Billie Joe: da cavaliere jedi ad archetipo dionisiaco
Inevitabilmente sono qui a parlarti di nuovo di musica. Ma sarà perché in quelle circostanze risuona attorno a me il divino? Ammetto che è un concetto difficile da spiegare, la via più breve sarebbe dire che l’archetipo maschile che mi domina è Dioniso, ma non sono certa che sarebbe evidente come lo è per me. Provo a dirlo con qualche sconclusionata riga qui sotto.
Dioniso era la divinità dell’ebbrezza, della sfrenatezza e della libertà (intesa come sospensione delle regole comportamentali della società). Non a caso, ciò che più si avvicina ai raduni dionisiaci oggi, probabilmente, è il rave. All’epoca dei Greci le Dionisie erano viste come un’occasione per sbronzarsi e inzuppare il biscotto (grazie Mr. Welsh per questa, sempre eloquente, espressione), quasi quanto oggi il rave sarebbe il pretesto unico per calarsi l’impossibile. Non lo so, non conosco nessun raver, ma sono abbastanza disallineata dal pensiero generale per cogliere dove il fango può essere facilmente lanciato dai benpensanti. Dopo tutto un rockshow era, una manciata di decenni fa, sufficiente mal visto da reggere il confronto.
Una domenica pomeriggio mi sono ritrovata in mezzo a poco meno di 80.000 persone per vedere tre individui, per ascoltare la loro musica e, fondamentalmente, fare qualsiasi ca**ata ci avrebbero chiesto di fare (non ci hanno chiesto di fare nessuna stupidaggine, peccato). Il menestrello stralunato di questo raduno di teste colorate, piercing, birra e sorrisi: il magnifico Billie Joe Armstrong dei Green Day.

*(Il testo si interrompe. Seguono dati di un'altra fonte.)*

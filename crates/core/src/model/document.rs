use chrono::NaiveDate;
use serde::{Deserialize, Serialize};

use crate::model::ids::{CourseProjectId, MilestoneId, MilestoneItemId, TaskId, WeekId};
use crate::model::milestone::{Milestone, MilestoneItem};
use crate::model::month::{DailyTask, Month, ProjectTask, ReflectionField, Week};
use crate::model::origin::Origin;
use crate::model::project::CourseProject;
use crate::model::skill::SkillAssessment;

/// Current persisted document shape. Version 0 is the legacy shape without
/// origin tags; see [`LearningDocument::migrate_in_place`].
pub const SCHEMA_VERSION: u32 = 1;

/// One row of the weekly hours log.
#[derive(Debug, Clone, PartialEq, Serialize, Deserialize)]
#[serde(rename_all = "camelCase")]
pub struct WeeklyHoursEntry {
    pub week: u32,
    pub target: f64,
    pub actual: f64,
    pub focus: String,
}

/// The full progress tree for one user.
///
/// This is the unit of persistence: the storage layer serializes it as one
/// opaque JSON document per user. All mutation goes through the methods
/// below; every mutation reports whether it actually changed anything so
/// callers can skip scheduling a save for no-op updates. Operations given
/// an unknown id are silent no-ops.
#[derive(Debug, Clone, PartialEq, Serialize, Deserialize)]
#[serde(rename_all = "camelCase")]
pub struct LearningDocument {
    #[serde(default)]
    pub schema_version: u32,
    pub start_date: NaiveDate,
    pub target_completion: NaiveDate,
    pub current_week: u32,
    pub months: Vec<Month>,
    pub milestones: Vec<Milestone>,
    pub skills: Vec<SkillAssessment>,
    pub weekly_hours_log: Vec<WeeklyHoursEntry>,
    #[serde(default)]
    pub course_projects: Vec<CourseProject>,
}

impl LearningDocument {
    // ─── Lookup helpers ────────────────────────────────────────────────────

    #[must_use]
    pub fn week(&self, week_id: &WeekId) -> Option<&Week> {
        self.months.iter().find_map(|m| m.week(week_id))
    }

    pub fn week_mut(&mut self, week_id: &WeekId) -> Option<&mut Week> {
        self.months.iter_mut().find_map(|m| m.week_mut(week_id))
    }

    pub fn milestone_mut(&mut self, milestone_id: &MilestoneId) -> Option<&mut Milestone> {
        self.milestones.iter_mut().find(|m| &m.id == milestone_id)
    }

    // ─── Toggles ───────────────────────────────────────────────────────────

    /// Flips `completed` on a daily task. Returns whether anything changed.
    pub fn toggle_daily_task(&mut self, week_id: &WeekId, task_id: &TaskId) -> bool {
        match self.week_mut(week_id).and_then(|w| w.daily_task_mut(task_id)) {
            Some(task) => {
                task.completed = !task.completed;
                true
            }
            None => false,
        }
    }

    /// Flips `completed` on a weekly-project task.
    pub fn toggle_project_task(&mut self, week_id: &WeekId, task_id: &TaskId) -> bool {
        match self.week_mut(week_id).and_then(|w| w.project_task_mut(task_id)) {
            Some(task) => {
                task.completed = !task.completed;
                true
            }
            None => false,
        }
    }

    /// Flips `completed` on a milestone item.
    pub fn toggle_milestone_item(
        &mut self,
        milestone_id: &MilestoneId,
        item_id: &MilestoneItemId,
    ) -> bool {
        match self.milestone_mut(milestone_id).and_then(|m| m.item_mut(item_id)) {
            Some(item) => {
                item.completed = !item.completed;
                true
            }
            None => false,
        }
    }

    /// Flips `completed` on a course project.
    pub fn toggle_course_project(&mut self, project_id: &CourseProjectId) -> bool {
        match self.course_projects.iter_mut().find(|p| &p.id == project_id) {
            Some(project) => {
                project.completed = !project.completed;
                true
            }
            None => false,
        }
    }

    // ─── Field updates ─────────────────────────────────────────────────────

    /// Sets logged hours on a daily task. Hours are taken as given; the
    /// caller is responsible for not passing negative values.
    pub fn update_daily_hours(&mut self, week_id: &WeekId, task_id: &TaskId, hours: f64) -> bool {
        match self.week_mut(week_id).and_then(|w| w.daily_task_mut(task_id)) {
            Some(task) => {
                task.hours = hours;
                true
            }
            None => false,
        }
    }

    /// Sets the free-text notes on a daily task.
    pub fn update_notes(
        &mut self,
        week_id: &WeekId,
        task_id: &TaskId,
        notes: impl Into<String>,
    ) -> bool {
        match self.week_mut(week_id).and_then(|w| w.daily_task_mut(task_id)) {
            Some(task) => {
                task.notes = notes.into();
                true
            }
            None => false,
        }
    }

    /// Sets one of the three named reflection fields on a week.
    pub fn update_reflection(
        &mut self,
        week_id: &WeekId,
        field: ReflectionField,
        value: impl Into<String>,
    ) -> bool {
        match self.week_mut(week_id) {
            Some(week) => {
                week.reflection.set(field, value);
                true
            }
            None => false,
        }
    }

    /// Renames a milestone.
    pub fn update_milestone_title(
        &mut self,
        milestone_id: &MilestoneId,
        title: impl Into<String>,
    ) -> bool {
        match self.milestone_mut(milestone_id) {
            Some(milestone) => {
                milestone.title = title.into();
                true
            }
            None => false,
        }
    }

    // ─── Add / remove ──────────────────────────────────────────────────────

    /// Appends a custom daily task to a week. `day` defaults to `"Custom"`.
    /// Returns the generated id, or `None` if the week does not exist.
    pub fn add_daily_task(
        &mut self,
        week_id: &WeekId,
        topic: impl Into<String>,
        day: Option<String>,
    ) -> Option<TaskId> {
        let week = self.week_mut(week_id)?;
        let task = DailyTask::new_custom(topic, day.unwrap_or_else(|| "Custom".to_owned()));
        let id = task.id.clone();
        week.daily_tasks.push(task);
        Some(id)
    }

    /// Removes a custom daily task. Seed tasks are never removed.
    pub fn remove_daily_task(&mut self, week_id: &WeekId, task_id: &TaskId) -> bool {
        let Some(week) = self.week_mut(week_id) else {
            return false;
        };
        remove_custom(&mut week.daily_tasks, |t| (&t.id, t.origin), task_id)
    }

    /// Appends a custom task to a week's project.
    pub fn add_project_task(
        &mut self,
        week_id: &WeekId,
        description: impl Into<String>,
    ) -> Option<TaskId> {
        let week = self.week_mut(week_id)?;
        let task = ProjectTask::new_custom(description);
        let id = task.id.clone();
        week.project.tasks.push(task);
        Some(id)
    }

    /// Removes a custom project task. Seed tasks are never removed.
    pub fn remove_project_task(&mut self, week_id: &WeekId, task_id: &TaskId) -> bool {
        let Some(week) = self.week_mut(week_id) else {
            return false;
        };
        remove_custom(&mut week.project.tasks, |t| (&t.id, t.origin), task_id)
    }

    /// Appends a custom milestone with no items.
    pub fn add_milestone(&mut self, title: impl Into<String>, month: u32) -> MilestoneId {
        let milestone = Milestone::new_custom(title, month);
        let id = milestone.id.clone();
        self.milestones.push(milestone);
        id
    }

    /// Removes a custom milestone. Seed milestones are never removed.
    pub fn remove_milestone(&mut self, milestone_id: &MilestoneId) -> bool {
        remove_custom(&mut self.milestones, |m| (&m.id, m.origin), milestone_id)
    }

    /// Appends a custom item to a milestone.
    pub fn add_milestone_item(
        &mut self,
        milestone_id: &MilestoneId,
        text: impl Into<String>,
    ) -> Option<MilestoneItemId> {
        let milestone = self.milestone_mut(milestone_id)?;
        let item = MilestoneItem::new_custom(text);
        let id = item.id.clone();
        milestone.items.push(item);
        Some(id)
    }

    /// Removes a custom milestone item. Seed items are never removed.
    pub fn remove_milestone_item(
        &mut self,
        milestone_id: &MilestoneId,
        item_id: &MilestoneItemId,
    ) -> bool {
        let Some(milestone) = self.milestone_mut(milestone_id) else {
            return false;
        };
        remove_custom(&mut milestone.items, |i| (&i.id, i.origin), item_id)
    }

    // ─── Migration ─────────────────────────────────────────────────────────

    /// Upgrades a legacy (version 0) document in place.
    ///
    /// Version 0 predates the explicit origin tag, so origins are recovered
    /// from the id-naming convention those clients used: `custom` marks
    /// user-added tasks and milestones, `milestone-item` marks user-added
    /// milestone items. Returns whether a migration ran.
    pub fn migrate_in_place(&mut self) -> bool {
        if self.schema_version >= SCHEMA_VERSION {
            return false;
        }

        for month in &mut self.months {
            for week in &mut month.weeks {
                for task in &mut week.daily_tasks {
                    task.origin = Origin::from_legacy_id(task.id.as_str(), "custom");
                }
                for task in &mut week.project.tasks {
                    task.origin = Origin::from_legacy_id(task.id.as_str(), "custom");
                }
            }
        }
        for milestone in &mut self.milestones {
            milestone.origin = Origin::from_legacy_id(milestone.id.as_str(), "custom");
            for item in &mut milestone.items {
                item.origin = Origin::from_legacy_id(item.id.as_str(), "milestone-item");
            }
        }

        self.schema_version = SCHEMA_VERSION;
        true
    }
}

/// Removes the entry with the given id, but only if it is user-added.
fn remove_custom<T, I, F>(entries: &mut Vec<T>, key: F, id: &I) -> bool
where
    I: PartialEq,
    F: Fn(&T) -> (&I, Origin),
{
    let Some(pos) = entries.iter().position(|e| key(e).0 == id) else {
        return false;
    };
    if !key(&entries[pos]).1.is_custom() {
        return false;
    }
    entries.remove(pos);
    true
}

Ma, per quanto il suo lavoro sia principalmente far saltare, cantare, urlare, ballare, ridere, piangere le persone sotto di lui, esaurita l’adrenalina del momento… cosa ci è rimasto poi?

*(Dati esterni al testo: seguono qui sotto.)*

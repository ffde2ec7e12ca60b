use tracker_core::model::UserId;
use tracker_core::seed::seed_document;
use tracker_core::time::fixed_now;

use storage::repository::ProgressRepository;
use storage::sqlite::SqliteRepository;

#[tokio::test]
async fn sqlite_round_trips_the_document() {
    let repo = SqliteRepository::connect("sqlite:file:memdb_roundtrip?mode=memory&cache=shared")
        .await
        .expect("connect");
    repo.migrate().await.expect("migrate");

    let user = UserId::new("11111111-2222-3333-4444-555555555555");
    assert!(repo.load(&user).await.unwrap().is_none());

    let mut doc = seed_document();
    let week_id = doc.months[0].weeks[0].id.clone();
    let task_id = doc.months[0].weeks[0].daily_tasks[0].id.clone();
    doc.toggle_daily_task(&week_id, &task_id);
    doc.update_daily_hours(&week_id, &task_id, 1.5);
    let custom = doc.add_daily_task(&week_id, "Extra reading", None).unwrap();

    repo.upsert(&user, &doc, fixed_now()).await.expect("upsert");

    let record = repo.load(&user).await.expect("load").expect("record");
    assert_eq!(record.user_id, user);
    assert_eq!(record.updated_at, fixed_now());
    assert_eq!(record.document, doc);
    assert!(record.document.week(&week_id).unwrap().daily_task(&custom).is_some());
}

#[tokio::test]
async fn sqlite_upsert_updates_in_place() {
    let repo = SqliteRepository::connect("sqlite:file:memdb_upsert?mode=memory&cache=shared")
        .await
        .expect("connect");
    repo.migrate().await.expect("migrate");

    let user = UserId::new("user-upsert");
    let doc = seed_document();
    repo.upsert(&user, &doc, fixed_now()).await.unwrap();

    let mut changed = doc.clone();
    changed.current_week = 12;
    let later = fixed_now() + chrono::Duration::minutes(5);
    repo.upsert(&user, &changed, later).await.unwrap();

    let record = repo.load(&user).await.unwrap().unwrap();
    assert_eq!(record.document.current_week, 12);
    assert_eq!(record.updated_at, later);
}

#[tokio::test]
async fn sqlite_delete_removes_only_that_user() {
    let repo = SqliteRepository::connect("sqlite:file:memdb_delete?mode=memory&cache=shared")
        .await
        .expect("connect");
    repo.migrate().await.expect("migrate");

    let alice = UserId::new("alice");
    let bob = UserId::new("bob");
    let doc = seed_document();
    repo.upsert(&alice, &doc, fixed_now()).await.unwrap();
    repo.upsert(&bob, &doc, fixed_now()).await.unwrap();

    repo.delete(&alice).await.unwrap();
    // Deleting an absent record is not an error.
    repo.delete(&alice).await.unwrap();

    assert!(repo.load(&alice).await.unwrap().is_none());
    assert!(repo.load(&bob).await.unwrap().is_some());
}

#[tokio::test]
async fn sqlite_loads_legacy_documents_without_schema_version() {
    let repo = SqliteRepository::connect("sqlite:file:memdb_legacy?mode=memory&cache=shared")
        .await
        .expect("connect");
    repo.migrate().await.expect("migrate");

    // A record written by the pre-versioning client: camelCase JSON, no
    // schemaVersion, no origin tags, custom entities marked by id only.
    let mut legacy = serde_json::to_value(seed_document()).unwrap();
    let obj = legacy.as_object_mut().unwrap();
    obj.remove("schemaVersion");
    obj["months"][0]["weeks"][0]["dailyTasks"]
        .as_array_mut()
        .unwrap()
        .push(serde_json::json!({
            "id": "task-custom-1767000000000-ab12cd34e",
            "day": "Custom",
            "topic": "Legacy custom task",
            "hours": 0,
            "completed": false,
            "notes": ""
        }));

    sqlx::query(
        "INSERT INTO user_progress (user_id, progress_data, updated_at) VALUES (?1, ?2, ?3)",
    )
    .bind("legacy-user")
    .bind(legacy.to_string())
    .bind(fixed_now())
    .execute(repo.pool())
    .await
    .unwrap();

    let record = repo
        .load(&UserId::new("legacy-user"))
        .await
        .unwrap()
        .expect("legacy record");
    assert_eq!(record.document.schema_version, 0);

    let mut doc = record.document;
    assert!(doc.migrate_in_place());
    let week_id = doc.months[0].weeks[0].id.clone();
    let legacy_task = tracker_core::model::TaskId::new("task-custom-1767000000000-ab12cd34e");
    assert!(doc.remove_daily_task(&week_id, &legacy_task));
}
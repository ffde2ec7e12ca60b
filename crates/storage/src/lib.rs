#![forbid(unsafe_code)]

pub mod repository;
pub mod sqlite;

pub use repository::{InMemoryRepository, ProgressRecord, ProgressRepository, Storage, StorageError};
pub use sqlite::{SqliteInitError, SqliteRepository};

Come adepti che conoscono tutte le preghiere della cerimonia, anche noi abbiamo urlato le parole che i Green Day hanno seminato, attraverso le loro canzoni, negli anni. Anche quelle più assurde hanno un senso in una messa rock’n’roll e, per quanto ci fossero persone recatesi lì come a un pellegrinaggio e altre semplicemente curiose (sicuramente qualcuno che si è trovato lì quasi per caso con un biglietto in mano), ci sono stati dei momenti in cui tutti i cuori erano sintonizzati sulla stessa cosa.
Chiamatela anarchia, antifascismo, libertà, disillusione… Billie Joe, più che un menestrello, per me era un cavaliere che brandiva la chitarra come una spada, pronto a lanciare tutti i nostri cuori in un battaglia contro il male.
La musica, e certi suoni e frequenze m’insegnano, hanno degli effetti precisi sulla nostra persona. Non diversamente le parole. Il nostro cavaliere Billie Joe ci ha trascinato dentro cori e melodie contro le forze oscure. Se solo fossimo ancora capaci di lanciarci dietro le parole, saremmo un esercito bellissimo.
“Non siamo soli! La brava gente combatterà, se la guidiamo!”
La musica è fatta di suono e parole. E le parole feriscono, ma non fanno sanguinare… sarebbe un bel modo per risolvere i conflitti (militari).
Forse questa è la vera lezione di Dioniso: nato in un’epoca perduta nella notte dei tempi in cui, pare, non si conoscesse ancora la guerra, e cresciuto poi nel fragore delle armi, la sua ricetta per mediare la diversità era piuttosto semplice… balliamo, cantiamo, sbronziamoci e che la vita, semplicemente, viva.